Input data –

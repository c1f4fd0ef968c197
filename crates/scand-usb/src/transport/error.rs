//! Transport layer errors

use thiserror::Error;

#[derive(Debug, Error, Clone, PartialEq, Eq)]
pub enum TransportError {
    #[error("Device not found: {0}")]
    NotFound(String),

    #[error("Device busy: {0}")]
    Busy(String),

    #[error("Access denied: {0}")]
    AccessDenied(String),

    /// The other end went away mid-transfer
    #[error("Connection closed")]
    ConnectionClosed,

    #[error("Timeout: {0}")]
    Timeout(String),

    #[error("Send failed: {0}")]
    SendFailed(String),

    #[error("Receive failed: {0}")]
    ReceiveFailed(String),

    #[error("Invalid configuration: {0}")]
    InvalidConfig(String),

    #[error("Transport not supported: {0}")]
    Unsupported(String),
}
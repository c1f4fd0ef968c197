//! Dark/light calibration and per-sample normalization

use scand_core::{ScanError, ScanResult};

/// How the samples of one raw scanline are arranged
#[derive(Debug, Clone, PartialEq, Eq)]
pub enum ChannelLayout {
    /// `channels` samples per pixel, pixel after pixel
    Interleaved { channels: usize },
    /// One plane of `pixels` samples per channel; entry `k` names the plane
    /// holding output channel `k` (R, G, B order)
    Planar { plane_for_channel: Vec<usize> },
}

impl ChannelLayout {
    pub fn gray() -> Self {
        ChannelLayout::Interleaved { channels: 1 }
    }

    pub fn channels(&self) -> usize {
        match self {
            ChannelLayout::Interleaved { channels } => *channels,
            ChannelLayout::Planar { plane_for_channel } => plane_for_channel.len(),
        }
    }

    /// Raw sample index of channel `k` of pixel `j`
    pub fn raw_index(&self, pixels: usize, j: usize, k: usize) -> usize {
        match self {
            ChannelLayout::Interleaved { channels } => j * channels + k,
            ChannelLayout::Planar { plane_for_channel } => plane_for_channel[k] * pixels + j,
        }
    }
}

/// Dark and light reference for one raw acquisition mode
///
/// `light` holds the light reading minus the dark reading, so a sample maps
/// to `(raw - dark) * 255 / light` clamped to the byte range.
#[derive(Debug, Clone, PartialEq, Eq)]
pub struct CalibrationProfile {
    dark: Vec<u8>,
    light: Vec<u8>,
}

impl CalibrationProfile {
    /// Build a profile from one dark and one light reference line
    pub fn capture(dark_line: &[u8], light_line: &[u8]) -> ScanResult<Self> {
        if dark_line.len() != light_line.len() {
            return Err(ScanError::invalid(format!(
                "calibration lines differ in length: {} dark, {} light",
                dark_line.len(),
                light_line.len()
            )));
        }
        let light = light_line
            .iter()
            .zip(dark_line)
            .map(|(l, d)| l.saturating_sub(*d))
            .collect();
        Ok(Self {
            dark: dark_line.to_vec(),
            light,
        })
    }

    /// Pass-through profile
    pub fn identity(samples: usize) -> Self {
        Self {
            dark: vec![0; samples],
            light: vec![255; samples],
        }
    }

    /// Samples per raw line
    pub fn len(&self) -> usize {
        self.dark.len()
    }

    pub fn is_empty(&self) -> bool {
        self.dark.is_empty()
    }

    pub fn dark(&self) -> &[u8] {
        &self.dark
    }

    pub fn light(&self) -> &[u8] {
        &self.light
    }

    /// Normalize one raw sample at raw position `index`
    #[inline]
    pub fn normalize(&self, raw: u8, index: usize) -> u8 {
        let dark = self.dark[index];
        let light = self.light[index];
        let v = if raw <= dark { 0 } else { raw - dark };
        if v >= light {
            255
        } else {
            (v as u16 * 255 / light as u16) as u8
        }
    }

    /// Normalize a raw line into pixel-interleaved output
    ///
    /// `out` is cleared and receives `pixels * channels` samples.
    pub fn normalize_line(
        &self,
        raw: &[u8],
        layout: &ChannelLayout,
        out: &mut Vec<u8>,
    ) -> ScanResult<()> {
        if raw.len() != self.len() {
            return Err(ScanError::io(format!(
                "raw line of {} samples against {} calibration samples",
                raw.len(),
                self.len()
            )));
        }
        let channels = layout.channels();
        if channels == 0 || raw.len() % channels != 0 {
            return Err(ScanError::invalid(format!(
                "{} samples do not split into {} channels",
                raw.len(),
                channels
            )));
        }
        let pixels = raw.len() / channels;

        out.clear();
        out.reserve(raw.len());
        for j in 0..pixels {
            for k in 0..channels {
                let index = layout.raw_index(pixels, j, k);
                out.push(self.normalize(raw[index], index));
            }
        }
        Ok(())
    }
}

/// Calibration for every raw mode of a device
#[derive(Debug, Clone, PartialEq, Eq)]
pub struct CalibrationSet {
    pub gray: CalibrationProfile,
    pub color: CalibrationProfile,
}

impl CalibrationSet {
    /// Pass-through calibration for a sensor of `pixels` pixels
    pub fn identity(pixels: usize) -> Self {
        Self {
            gray: CalibrationProfile::identity(pixels),
            color: CalibrationProfile::identity(pixels * 3),
        }
    }
}

#[cfg(test)]
mod tests {
    use super::*;
    use pretty_assertions::assert_eq;
    use rstest::rstest;

    fn single(dark: u8, light: u8) -> CalibrationProfile {
        CalibrationProfile::capture(&[dark], &[light]).unwrap()
    }

    #[test]
    fn test_capture_stores_light_minus_dark() {
        let profile = CalibrationProfile::capture(&[10, 50, 200], &[250, 40, 210]).unwrap();
        assert_eq!(profile.dark(), &[10, 50, 200]);
        assert_eq!(profile.light(), &[240, 0, 10]);
    }

    #[test]
    fn test_capture_rejects_length_mismatch() {
        assert!(CalibrationProfile::capture(&[1, 2], &[3]).is_err());
    }

    #[rstest]
    #[case(16, 240)]
    #[case(0, 255)]
    #[case(100, 101)]
    fn test_saturation_and_monotonicity(#[case] dark: u8, #[case] light: u8) {
        let profile = single(dark, light);
        let mut previous = 0u8;
        for raw in 0..=255u8 {
            let v = profile.normalize(raw, 0);
            if raw <= dark {
                assert_eq!(v, 0, "raw {} at or below dark {}", raw, dark);
            }
            if raw as u16 >= dark as u16 + profile.light()[0] as u16 {
                assert_eq!(v, 255, "raw {} at or above light", raw);
            }
            assert!(v >= previous, "not monotonic at raw {}", raw);
            previous = v;
        }
    }

    #[test]
    fn test_zero_light_span_saturates() {
        let profile = single(30, 30);
        for raw in 0..=255u8 {
            assert_eq!(profile.normalize(raw, 0), 255);
        }
    }

    #[test]
    fn test_linear_between_references() {
        let profile = single(16, 240);
        for raw in 17..240u8 {
            let expected = ((raw - 16) as u32 * 255 / 224) as u8;
            assert_eq!(profile.normalize(raw, 0), expected);
        }
    }

    #[test]
    fn test_identity_passes_through() {
        let profile = CalibrationProfile::identity(1);
        for raw in 0..=255u8 {
            assert_eq!(profile.normalize(raw, 0), raw);
        }
    }

    #[test]
    fn test_planar_bgr_becomes_interleaved_rgb() {
        // two pixels, planes in B, G, R order
        let raw = [1, 2, 11, 12, 21, 22];
        let layout = ChannelLayout::Planar {
            plane_for_channel: vec![2, 1, 0],
        };
        let mut out = Vec::new();
        CalibrationProfile::identity(6)
            .normalize_line(&raw, &layout, &mut out)
            .unwrap();
        assert_eq!(out, vec![21, 11, 1, 22, 12, 2]);
    }

    #[test]
    fn test_calibration_follows_raw_position() {
        // red plane (raw positions 4, 5) has a dark offset of 20
        let dark = [0, 0, 0, 0, 20, 20];
        let light = [255, 255, 255, 255, 255, 255];
        let profile = CalibrationProfile::capture(&dark, &light).unwrap();
        let layout = ChannelLayout::Planar {
            plane_for_channel: vec![2, 1, 0],
        };
        let mut out = Vec::new();
        profile
            .normalize_line(&[5, 5, 5, 5, 25, 10], &layout, &mut out)
            .unwrap();
        assert_eq!(out[0], (5u32 * 255 / 235) as u8);
        assert_eq!(out[3], 0);
        assert_eq!(out[1], 5);
    }

    #[test]
    fn test_line_length_must_match() {
        let mut out = Vec::new();
        let err = CalibrationProfile::identity(4)
            .normalize_line(&[0; 3], &ChannelLayout::gray(), &mut out)
            .unwrap_err();
        assert_eq!(err.status(), scand_core::ScanStatus::IoError);
    }
}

What is needed – Filter the entries down to the lines that hold "enum". Copy those lines.

Response –
pub enum TransportError {
pub enum ChannelLayout {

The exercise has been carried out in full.